You can pour it over a bowl of rice. You can dice up a sweet potato and mix it in as a stew. It tastes delicious with the meat of the chicken thigh crumbled into the mix. This sauce will keep for five days in the fridge and you can eat it every day, in a different way. It’s an easy back-pocket sauce that you can’t mess up. It’s both comfort food and comforting to cook. So give it a try." —JJ Johnson
Heat the oil in a 4-quart pot over medium heat, add the cumin, and fry for 1 minute, stirring constantly. The cumin will become very aromatic and a few shades darker.
Add the onion, carrots, tomato, celery, garlic, bay leaf, cilantro, chile, salt, and lemon juice, stirring to coat the vegetables in the toasted cumin oil. Sauté until the vegetables soften, about 5 minutes.
Stir in the tomato paste and cook for 2 minutes. Once the tomato paste is incorporated, add the peanut butter and cook until the oil separates from the peanut butter, about 5 minutes.

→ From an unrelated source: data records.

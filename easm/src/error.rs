use thiserror::Error;

/// A diagnostic tied to its 1-based source line. Diagnostics accumulate
/// across both passes; any of them suppresses all output.
#[derive(Clone, Debug, PartialEq, Eq, Error)]
#[error("Line {line}: {kind}")]
pub struct Error {
    pub line: usize,
    pub kind: ErrorKind,
}

impl Error {
    pub fn new(line: usize, kind: ErrorKind) -> Error {
        Error { line, kind }
    }
}

#[derive(Clone, Debug, PartialEq, Eq, Error)]
pub enum ErrorKind {
    #[error("syntax error: {0}")]
    Syntax(String),
    #[error("unknown instruction '{0}'")]
    UnknownMnemonic(String),
    #[error("undefined symbol '{0}'")]
    UndefinedSymbol(String),
    #[error("duplicate symbol '{0}'")]
    DuplicateSymbol(String),
    /// Malformed directive arguments (`.ORG`, `.EQU`, `.DB`, `.DS`).
    #[error("{0}")]
    Directive(String),
    /// An addressing mode the mnemonic does not accept.
    #[error("{0}")]
    AddressingMode(String),
    /// Missing, extra or wrongly shaped operands.
    #[error("{0}")]
    Operands(String),
    #[error("branch displacement {0} out of range (-128..+127)")]
    BranchRange(i32),
    #[error("address 0x{0:02X} exceeds memory")]
    AddressOverflow(u32),
    #[error("{0}")]
    BadString(String),
    #[error("invalid number '{0}'")]
    BadNumber(String),
}
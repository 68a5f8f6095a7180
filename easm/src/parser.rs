use pest::iterators::Pair;
use pest::Parser;
use pest_derive::Parser;

#[derive(Parser)]
#[grammar = "asm.pest"]
pub struct AsmParser;

pub type ParseError = pest::error::Error<Rule>;

/// Parses one source line (without its newline).
pub fn parse_line(text: &str) -> Result<Pair<Rule>, ParseError> {
    Ok(AsmParser::parse(Rule::line, text)?.next().unwrap())
}

/// Short single-line message for a failed line parse; the line number is
/// attached by the caller.
pub fn syntax_message(err: &ParseError) -> String {
    match &err.variant {
        pest::error::ErrorVariant::ParsingError { positives, .. } => {
            if positives.is_empty() {
                "unexpected input".to_owned()
            } else {
                let expected: Vec<String> =
                    positives.iter().map(|rule| format!("{:?}", rule)).collect();
                format!("expected {}", expected.join(" or "))
            }
        }
        pest::error::ErrorVariant::CustomError { message } => message.clone(),
    }
}
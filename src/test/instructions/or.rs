use super::*;

#[test]
fn merges_bits() {
    let processor = run_to_halt(&[
        isa::ld(Reg::A, Mode::Immediate, 0),
        0b0001_0001,
        isa::alu(AluOp::Or, Mode::Immediate, 0),
        0b1000_0010,
        constants::OP_HLT,
    ]);

    assert_eq!(processor.register(Reg::A), 0b1001_0011);
    assert!(!processor.zero());
    assert!(!processor.carry());
}

#[test]
fn zero_or_zero_sets_z() {
    let processor = run_to_halt(&[
        isa::alu(AluOp::Or, Mode::Immediate, 0),
        0,
        constants::OP_HLT,
    ]);

    assert_eq!(processor.register(Reg::A), 0);
    assert!(processor.zero());
}

#[test]
fn register_source() {
    let processor = run_to_halt(&[
        isa::ld(Reg::R0, Mode::Immediate, 0),
        0x0F,
        isa::ld(Reg::A, Mode::Immediate, 0),
        0xF0,
        isa::alu(AluOp::Or, Mode::Register, 0),
        constants::OP_HLT,
    ]);

    assert_eq!(processor.register(Reg::A), 0xFF);
}
use super::*;

#[test]
fn immediate() {
    let processor = run_to_halt(&[
        isa::ld(Reg::A, Mode::Immediate, 0),
        0x10,
        isa::alu(AluOp::Add, Mode::Immediate, 0),
        0x22,
        constants::OP_HLT,
    ]);

    assert_eq!(processor.register(Reg::A), 0x32);
    assert!(!processor.zero());
    assert!(!processor.carry());
}

#[test]
fn carry_out_wraps_and_sets_z() {
    let processor = run_to_halt(&[
        isa::ld(Reg::A, Mode::Immediate, 0),
        0xFF,
        isa::alu(AluOp::Add, Mode::Immediate, 0),
        0x01,
        constants::OP_HLT,
    ]);

    assert_eq!(processor.register(Reg::A), 0x00);
    assert!(processor.zero());
    assert!(processor.carry());
}

#[test]
fn carry_without_zero() {
    let processor = run_to_halt(&[
        isa::ld(Reg::A, Mode::Immediate, 0),
        0xFF,
        isa::alu(AluOp::Add, Mode::Immediate, 0),
        0x02,
        constants::OP_HLT,
    ]);

    assert_eq!(processor.register(Reg::A), 0x01);
    assert!(!processor.zero());
    assert!(processor.carry());
}

#[test]
fn register_sources() {
    let processor = run_to_halt(&[
        isa::ld(Reg::A, Mode::Immediate, 0),
        4,
        isa::ld(Reg::R0, Mode::Immediate, 0),
        10,
        isa::ld(Reg::R1, Mode::Immediate, 0),
        20,
        isa::alu(AluOp::Add, Mode::Register, 0), // A += R0
        isa::alu(AluOp::Add, Mode::Register, 1), // A += R1
        constants::OP_HLT,
    ]);

    assert_eq!(processor.register(Reg::A), 34);
}

#[test]
fn direct_source() {
    let mut processor = load_processor(&[
        isa::ld(Reg::A, Mode::Immediate, 0),
        1,
        isa::alu(AluOp::Add, Mode::Direct, 0),
        0x30,
        constants::OP_HLT,
    ]);
    processor.load(0x30, 41);
    processor.run(constants::DEFAULT_MAX_CYCLES).unwrap();

    assert_eq!(processor.register(Reg::A), 42);
}
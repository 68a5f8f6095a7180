//! Intel HEX records: `:LLAAAATT[DD…]CC`.
//!
//! `LL` is the data byte count, `AAAA` the big-endian address, `TT` the
//! record type (00 data, 01 EOF) and `CC` the two's complement of the sum
//! of all preceding record bytes.

use byteorder::{BigEndian, ByteOrder};

use crate::{Error, Image, Result, MAX_ADDR};

const RECORD_DATA: u8 = 0x00;
const RECORD_EOF: u8 = 0x01;

/// Data bytes per emitted record.
const RUN_LEN: usize = 16;

fn checksum(record: &[u8]) -> u8 {
    let sum = record.iter().fold(0u8, |acc, b| acc.wrapping_add(*b));
    (!sum).wrapping_add(1)
}

/// Serializes an image as Intel HEX, terminated with the EOF record.
pub fn generate(image: &Image) -> String {
    let mut lines = Vec::new();

    for (base, data) in image.runs(RUN_LEN) {
        let mut record = Vec::with_capacity(data.len() + 4);
        record.push(data.len() as u8);
        let mut addr = [0u8; 2];
        BigEndian::write_u16(&mut addr, u16::from(base));
        record.extend_from_slice(&addr);
        record.push(RECORD_DATA);
        record.extend_from_slice(&data);
        record.push(checksum(&record));
        lines.push(format!(":{}", hex::encode_upper(&record)));
    }

    lines.push(":00000001FF".to_owned());
    lines.join("\n") + "\n"
}

/// Parses Intel HEX text. Validates checksums and byte counts, stops at
/// the EOF record and discards bytes addressed past the address space.
pub fn parse(text: &str) -> Result<Image> {
    let mut image = Image::new();

    for (index, raw_line) in text.lines().enumerate() {
        let line = index + 1;
        let trimmed = raw_line.trim();
        if trimmed.is_empty() {
            continue;
        }
        if !trimmed.starts_with(':') {
            return Err(Error::MissingStart { line, code: ':' });
        }

        let record = hex::decode(&trimmed[1..]).map_err(|_| Error::BadHex { line })?;
        if record.len() < 5 {
            return Err(Error::Short { line });
        }

        let count = record[0] as usize;
        let addr = BigEndian::read_u16(&record[1..3]);
        let kind = record[3];
        let data = &record[4..record.len() - 1];
        let found = record[record.len() - 1];

        let expected = checksum(&record[..record.len() - 1]);
        if expected != found {
            return Err(Error::Checksum {
                line,
                expected,
                found,
            });
        }
        if data.len() != count {
            return Err(Error::Count { line });
        }

        match kind {
            RECORD_EOF => break,
            RECORD_DATA => {
                for (i, byte) in data.iter().enumerate() {
                    let a = addr as usize + i;
                    if a <= MAX_ADDR {
                        image.insert(a as u8, *byte);
                    }
                }
            }
            _ => {}
        }
    }

    Ok(image)
}
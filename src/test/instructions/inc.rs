use super::*;

#[test]
fn increments_each_register() {
    let processor = run_to_halt(&[
        isa::inc(Reg::A),
        isa::inc(Reg::R0),
        isa::inc(Reg::R0),
        isa::inc(Reg::R1),
        constants::OP_HLT,
    ]);

    assert_eq!(processor.register(Reg::A), 1);
    assert_eq!(processor.register(Reg::R0), 2);
    assert_eq!(processor.register(Reg::R1), 1);
}

#[test]
fn wrap_to_zero_sets_z() {
    let processor = run_to_halt(&[
        isa::ld(Reg::R0, Mode::Immediate, 0),
        0xFF,
        isa::inc(Reg::R0),
        constants::OP_HLT,
    ]);

    assert_eq!(processor.register(Reg::R0), 0);
    assert!(processor.zero());
}

#[test]
fn carry_unchanged() {
    let processor = run_to_halt(&[
        isa::ld(Reg::A, Mode::Immediate, 0),
        0xFF,
        isa::alu(AluOp::Add, Mode::Immediate, 0), // sets C
        0x01,
        isa::inc(Reg::R1),
        constants::OP_HLT,
    ]);

    assert!(processor.carry());
}
use super::*;

#[test]
fn skips_over_code() {
    let processor = run_to_halt(&[
        constants::OP_JMP,
        0x04,
        isa::ld(Reg::A, Mode::Immediate, 0), // skipped
        0xEE,
        constants::OP_HLT,
    ]);

    assert_eq!(processor.register(Reg::A), 0);
    assert_eq!(processor.cycles(), 2);
}

#[test]
fn jump_to_unloaded_address_faults_on_fetch() {
    let fault = run_to_fault(&[constants::OP_JMP, 0x80]);

    assert_eq!(fault.kind, FaultKind::UnloadedFetch);
    assert_eq!(fault.addr, 0x80);
    assert_eq!(fault.cycle, 1);
}

#[test]
fn backward_jump() {
    // Forward to 0x04, then back onto the HLT at 0x02.
    let mut processor = load_processor(&[
        constants::OP_JMP,
        0x04,
        constants::OP_HLT, // target of the second jump
        constants::OP_NOP,
        constants::OP_JMP,
        0x02,
    ]);
    processor.run(constants::DEFAULT_MAX_CYCLES).unwrap();

    assert_eq!(processor.cycles(), 3);
    assert!(processor.halted());
}
impl Assembler {
    pub fn new() -> Assembler {
        Assembler::default()
    }

    pub fn symbols(&self) -> &SymbolTable {
        &self.symbols
    }

    pub fn take_errors(&mut self) -> Vec<Error> {
        std::mem::replace(&mut self.errors, Vec::new())
    }

    fn error(&mut self, line: usize, kind: ErrorKind) {
        self.errors.push(Error::new(line, kind));
    }

    /// Pass 1: bind labels and `.EQU` constants, advance the location
    /// counter by the predicted statement sizes. The counter may run past
    /// the end of memory here; that only becomes fatal when pass 2
    /// actually emits there.
    pub fn pass1(&mut self, lines: &[SourceLine]) {
        let mut pc: u32 = 0;

        for line in lines {
            if let Some(label) = line.label {
                if let Err(kind) = self.symbols.define(label, pc as i32) {
                    self.error(line.number, kind);
                }
            }

            match &line.statement {
                None => {}
                Some(Statement::Org(expr)) => match self.lookup(expr) {
                    Some(value) => pc = value as u32 & 0xFFFF,
                    None => {
                        self.error(
                            line.number,
                            ErrorKind::Directive("invalid .ORG address".to_owned()),
                        );
                    }
                },
                Some(Statement::Equ(name, expr)) => match self.lookup(expr) {
                    Some(value) => {
                        if let Err(kind) = self.symbols.define(name, value) {
                            self.error(line.number, kind);
                        }
                    }
                    None => {
                        self.error(
                            line.number,
                            ErrorKind::Directive(format!("invalid .EQU value for '{}'", name)),
                        );
                    }
                },
                Some(statement) => pc += statement_size(statement),
            }
        }
    }

    /// Pass 2: encode every statement against the completed symbol table,
    /// producing the image and the listing.
    pub fn pass2(&mut self, lines: &[SourceLine]) -> (Image, Listing) {
        let mut pc: u32 = 0;
        let mut image = Image::new();
        let mut listing = Listing::with_capacity(lines.len());

        for line in lines {
            match &line.statement {
                None => listing.push(ListingEntry::source_only(line.raw)),
                Some(Statement::Org(expr)) => {
                    if let Some(value) = self.lookup(expr) {
                        pc = value as u32 & 0xFFFF;
                    }
                    listing.push(ListingEntry::address_only(pc, line.raw));
                }
                Some(Statement::Equ(..)) => listing.push(ListingEntry::source_only(line.raw)),
                Some(statement) => {
                    let bytes = self.encode_statement(statement, pc, line.number);
                    let len = bytes.len() as u32;

                    for (i, byte) in bytes.iter().enumerate() {
                        let addr = pc + i as u32;
                        if addr > 0xFF {
                            self.error(line.number, ErrorKind::AddressOverflow(addr));
                            break;
                        }
                        image.insert(addr as u8, *byte);
                    }

                    listing.push(ListingEntry::emitted(pc, bytes, line.raw));
                    pc += len;
                }
            }
        }

        (image, listing)
    }

    /// Quiet resolution for directive arguments: no diagnostic, the
    /// caller reports its own.
    fn lookup(&self, expr: &Expr) -> Option<i32> {
        match expr {
            Expr::Number(value) => Some(*value),
            Expr::Str(bytes) if bytes.len() == 1 => Some(bytes[0] as i32),
            Expr::Str(_) => None,
            Expr::Symbol(name) => self.symbols.get(name),
        }
    }

    /// Resolves an expression to its full value, recording a diagnostic
    /// and yielding zero when it cannot be.
    fn eval_wide(&mut self, expr: &Expr, line: usize) -> i32 {
        match expr {
            Expr::Number(value) => *value,
            Expr::Str(bytes) => {
                if bytes.len() == 1 {
                    bytes[0] as i32
                } else {
                    self.error(
                        line,
                        ErrorKind::BadString(
                            "string used as a value must be exactly one byte".to_owned(),
                        ),
                    );
                    0
                }
            }
            Expr::Symbol(name) => match self.symbols.get(name) {
                Some(value) => value,
                None => {
                    self.error(line, ErrorKind::UndefinedSymbol((*name).to_owned()));
                    0
                }
            },
        }
    }

    /// Resolved value masked to a byte. Out-of-range values are silently
    /// truncated, matching the simulator's wrapping arithmetic.
    fn eval(&mut self, expr: &Expr, line: usize) -> u8 {
        (self.eval_wide(expr, line) & 0xFF) as u8
    }

    fn encode_statement(&mut self, statement: &Statement, pc: u32, line: usize) -> Vec<u8> {
        match statement {
            Statement::Db(items) => {
                let mut out = Vec::new();
                for item in items {
                    match item {
                        DbItem::Bytes(bytes) => out.extend_from_slice(bytes),
                        DbItem::Value(expr) => out.push(self.eval(expr, line)),
                    }
                }
                out
            }
            Statement::Ds(bytes) => {
                let mut out = bytes.clone();
                out.push(0x00);
                out
            }
            Statement::Instr { mnemonic, operands } => {
                self.encode_instruction(mnemonic, operands, pc, line)
            }
            Statement::Org(_) | Statement::Equ(..) => unreachable!(),
        }
    }

    fn encode_instruction(
        &mut self,
        mnemonic: &str,
        operands: &[Operand],
        pc: u32,
        line: usize,
    ) -> Vec<u8> {
        if mnemonic == "LD" || mnemonic == "ST" {
            self.encode_ld_st(mnemonic == "ST", operands, line)
        } else if let Ok(op) = mnemonic.parse::<AluOp>() {
            self.encode_alu(op, operands, line)
        } else if let Ok(cond) = mnemonic.parse::<BranchCond>() {
            self.encode_branch(cond, operands, pc, line)
        } else if mnemonic == "JMP" {
            self.encode_target(OP_JMP, "JMP", operands, line)
        } else if mnemonic == "CALL" {
            self.encode_target(OP_CALL, "CALL", operands, line)
        } else if let Some(opcode) = bare_opcode(mnemonic) {
            self.encode_bare(opcode, mnemonic, operands, line)
        } else if let Some(builder) = register_group(mnemonic) {
            self.encode_reg_group(builder, mnemonic, operands, line)
        } else {
            self.error(line, ErrorKind::UnknownMnemonic(mnemonic.to_owned()));
            vec![0]
        }
    }

    fn encode_ld_st(&mut self, is_store: bool, operands: &[Operand], line: usize) -> Vec<u8> {
        let name = if is_store { "ST" } else { "LD" };

        let primary = match operands.get(0) {
            Some(Operand::Register(reg)) => *reg,
            _ => {
                self.error(
                    line,
                    ErrorKind::Operands(format!(
                        "{} requires A, R0 or R1 as its first operand",
                        name
                    )),
                );
                return vec![0; operand_size(operands.get(1)) as usize];
            }
        };

        if operands.len() > 2 {
            self.error(
                line,
                ErrorKind::Operands(format!("{} takes exactly two operands", name)),
            );
            return vec![0; operand_size(operands.get(1)) as usize];
        }

        let source = match operands.get(1) {
            Some(operand) => operand,
            None => {
                self.error(
                    line,
                    ErrorKind::Operands(format!("{} {} requires a second operand", name, primary)),
                );
                return vec![0];
            }
        };

        let opcode = |mode, r_bit| {
            if is_store {
                isa::st(primary, mode, r_bit)
            } else {
                isa::ld(primary, mode, r_bit)
            }
        };

        match source {
            Operand::Immediate(_) if is_store => {
                self.error(
                    line,
                    ErrorKind::AddressingMode(
                        "ST does not support immediate addressing".to_owned(),
                    ),
                );
                vec![0, 0]
            }
            Operand::Immediate(expr) => {
                vec![opcode(Mode::Immediate, 0), self.eval(expr, line)]
            }
            // A bare value is an immediate for LD and an address for ST.
            Operand::Value(expr) if is_store => {
                vec![opcode(Mode::Direct, 0), self.eval(expr, line)]
            }
            Operand::Value(expr) => {
                vec![opcode(Mode::Immediate, 0), self.eval(expr, line)]
            }
            Operand::Register(other) => match isa::r_bit_for(primary, *other) {
                Some(r_bit) => vec![opcode(Mode::Register, r_bit)],
                None => {
                    self.error(
                        line,
                        ErrorKind::AddressingMode(format!(
                            "cannot use {} with {} {} in register mode",
                            other, name, primary
                        )),
                    );
                    vec![0]
                }
            },
            Operand::Direct(expr) => {
                vec![opcode(Mode::Direct, 0), self.eval(expr, line)]
            }
            Operand::Indexed(reg, expr) => {
                let r_bit = if *reg == Reg::R1 { 1 } else { 0 };
                vec![opcode(Mode::Indexed, r_bit), self.eval(expr, line)]
            }
        }
    }

    fn encode_alu(&mut self, op: AluOp, operands: &[Operand], line: usize) -> Vec<u8> {
        let operand = match operands {
            [operand] => operand,
            [] => {
                self.error(
                    line,
                    ErrorKind::Operands(format!("{} requires an operand", op)),
                );
                return vec![0];
            }
            _ => {
                self.error(
                    line,
                    ErrorKind::Operands(format!("{} takes exactly one operand", op)),
                );
                return vec![0; operand_size(operands.get(0)) as usize];
            }
        };

        match operand {
            // A bare value is an immediate: `ADD 5` reads as `ADD #5`.
            Operand::Immediate(expr) | Operand::Value(expr) => {
                vec![isa::alu(op, Mode::Immediate, 0), self.eval(expr, line)]
            }
            Operand::Register(src) => match isa::r_bit_for(Reg::A, *src) {
                Some(r_bit) => vec![isa::alu(op, Mode::Register, r_bit)],
                None => {
                    self.error(
                        line,
                        ErrorKind::AddressingMode(format!(
                            "{} only accepts R0 or R1 in register mode",
                            op
                        )),
                    );
                    vec![0]
                }
            },
            Operand::Direct(expr) => {
                vec![isa::alu(op, Mode::Direct, 0), self.eval(expr, line)]
            }
            Operand::Indexed(reg, expr) => {
                let r_bit = if *reg == Reg::R1 { 1 } else { 0 };
                vec![isa::alu(op, Mode::Indexed, r_bit), self.eval(expr, line)]
            }
        }
    }

    fn encode_target(
        &mut self,
        opcode: u8,
        name: &str,
        operands: &[Operand],
        line: usize,
    ) -> Vec<u8> {
        match operands {
            [Operand::Value(expr)] => {
                let target = self.eval(expr, line);
                vec![opcode, target]
            }
            [] => {
                self.error(
                    line,
                    ErrorKind::Operands(format!("{} requires an address", name)),
                );
                vec![opcode, 0]
            }
            _ => {
                self.error(
                    line,
                    ErrorKind::AddressingMode(format!("{} requires a bare address", name)),
                );
                vec![opcode, 0]
            }
        }
    }

    fn encode_branch(
        &mut self,
        cond: BranchCond,
        operands: &[Operand],
        pc: u32,
        line: usize,
    ) -> Vec<u8> {
        let opcode = isa::branch(cond);
        match operands {
            [Operand::Value(expr)] => {
                let target = self.eval_wide(expr, line);
                // The displacement is relative to the next instruction.
                let mut disp = target - (pc as i32 + 2);
                if disp < -128 || disp > 127 {
                    self.error(line, ErrorKind::BranchRange(disp));
                    disp = 0;
                }
                vec![opcode, (disp & 0xFF) as u8]
            }
            [] => {
                self.error(
                    line,
                    ErrorKind::Operands(format!("{} requires a target", cond)),
                );
                vec![opcode, 0]
            }
            _ => {
                self.error(
                    line,
                    ErrorKind::AddressingMode(format!("{} requires a bare target", cond)),
                );
                vec![opcode, 0]
            }
        }
    }

    fn encode_bare(
        &mut self,
        opcode: u8,
        name: &str,
        operands: &[Operand],
        line: usize,
    ) -> Vec<u8> {
        if !operands.is_empty() {
            self.error(
                line,
                ErrorKind::Operands(format!("{} takes no operand", name)),
            );
        }
        vec![opcode]
    }

    fn encode_reg_group(
        &mut self,
        builder: fn(Reg) -> u8,
        name: &str,
        operands: &[Operand],
        line: usize,
    ) -> Vec<u8> {
        match operands {
            [Operand::Register(reg)] => vec![builder(*reg)],
            _ => {
                self.error(
                    line,
                    ErrorKind::Operands(format!("{} requires a register operand", name)),
                );
                vec![0]
            }
        }
    }
}
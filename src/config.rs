//! Engine configuration model and defaults.
//!
//! The consuming shell owns the config file's location and persistence; only
//! the model and TOML parsing live here.

/// Root engine configuration.
#[derive(Debug, Clone, Default, PartialEq, serde::Deserialize, serde::Serialize)]
pub struct EngineConfig {
    /// Batch synchronization behavior.
    #[serde(default)]
    pub sync: SyncConfig,
    /// Remote catalog lookup behavior.
    #[serde(default)]
    pub lookup: LookupConfig,
}

/// Batch synchronization preferences.
#[derive(Debug, Clone, Default, PartialEq, serde::Deserialize, serde::Serialize)]
pub struct SyncConfig {
    #[serde(default)]
    pub rename_policy: RenamePolicy,
}

/// Remote catalog lookup preferences.
#[derive(Debug, Clone, PartialEq, serde::Deserialize, serde::Serialize)]
pub struct LookupConfig {
    #[serde(default = "default_search_limit")]
    pub search_limit: u32,
    #[serde(default = "default_request_timeout_secs")]
    pub request_timeout_secs: u64,
}

/// How renaming treats records missing artist or title.
#[derive(Debug, Clone, Copy, serde::Deserialize, serde::Serialize, PartialEq, Eq, Default)]
#[serde(rename_all = "snake_case")]
pub enum RenamePolicy {
    /// Exclude the record from renaming and count it as skipped.
    #[default]
    Strict,
    /// Substitute "Unknown"/"Untitled" for the missing parts.
    Lenient,
}

impl Default for LookupConfig {
    fn default() -> Self {
        Self {
            search_limit: default_search_limit(),
            request_timeout_secs: default_request_timeout_secs(),
        }
    }
}

impl EngineConfig {
    /// Parses a TOML document. Missing sections and fields take defaults.
    pub fn from_toml_str(document: &str) -> Result<EngineConfig, String> {
        toml::from_str(document).map_err(|error| format!("Failed to parse engine config: {error}"))
    }
}

fn default_search_limit() -> u32 {
    10
}

fn default_request_timeout_secs() -> u64 {
    8
}

#[cfg(test)]
mod tests {
    use super::*;

    #[test]
    fn test_empty_document_yields_defaults() {
        let config = EngineConfig::from_toml_str("").expect("empty config should parse");
        assert_eq!(config.sync.rename_policy, RenamePolicy::Strict);
        assert_eq!(config.lookup.search_limit, 10);
        assert_eq!(config.lookup.request_timeout_secs, 8);
    }

    #[test]
    fn test_partial_document_keeps_other_defaults() {
        let config = EngineConfig::from_toml_str(
            "[sync]\nrename_policy = \"lenient\"\n\n[lookup]\nsearch_limit = 3\n",
        )
        .expect("config should parse");
        assert_eq!(config.sync.rename_policy, RenamePolicy::Lenient);
        assert_eq!(config.lookup.search_limit, 3);
        assert_eq!(config.lookup.request_timeout_secs, 8);
    }

    #[test]
    fn test_malformed_document_is_an_error() {
        let parsed = EngineConfig::from_toml_str("[sync\nrename_policy = yes");
        assert!(parsed.is_err());
    }
}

Add the stock and stir, making sure to bring up all of the tomato paste and peanut butter from the bottom of the pot so it is well blended. Increase the heat to medium-high to bring the sauce to a simmer. Cook, stirring, for 45 minutes.
Remove bay leaf. Using an immersion blender, puree the sauce in the pot until smooth. Season with salt to taste.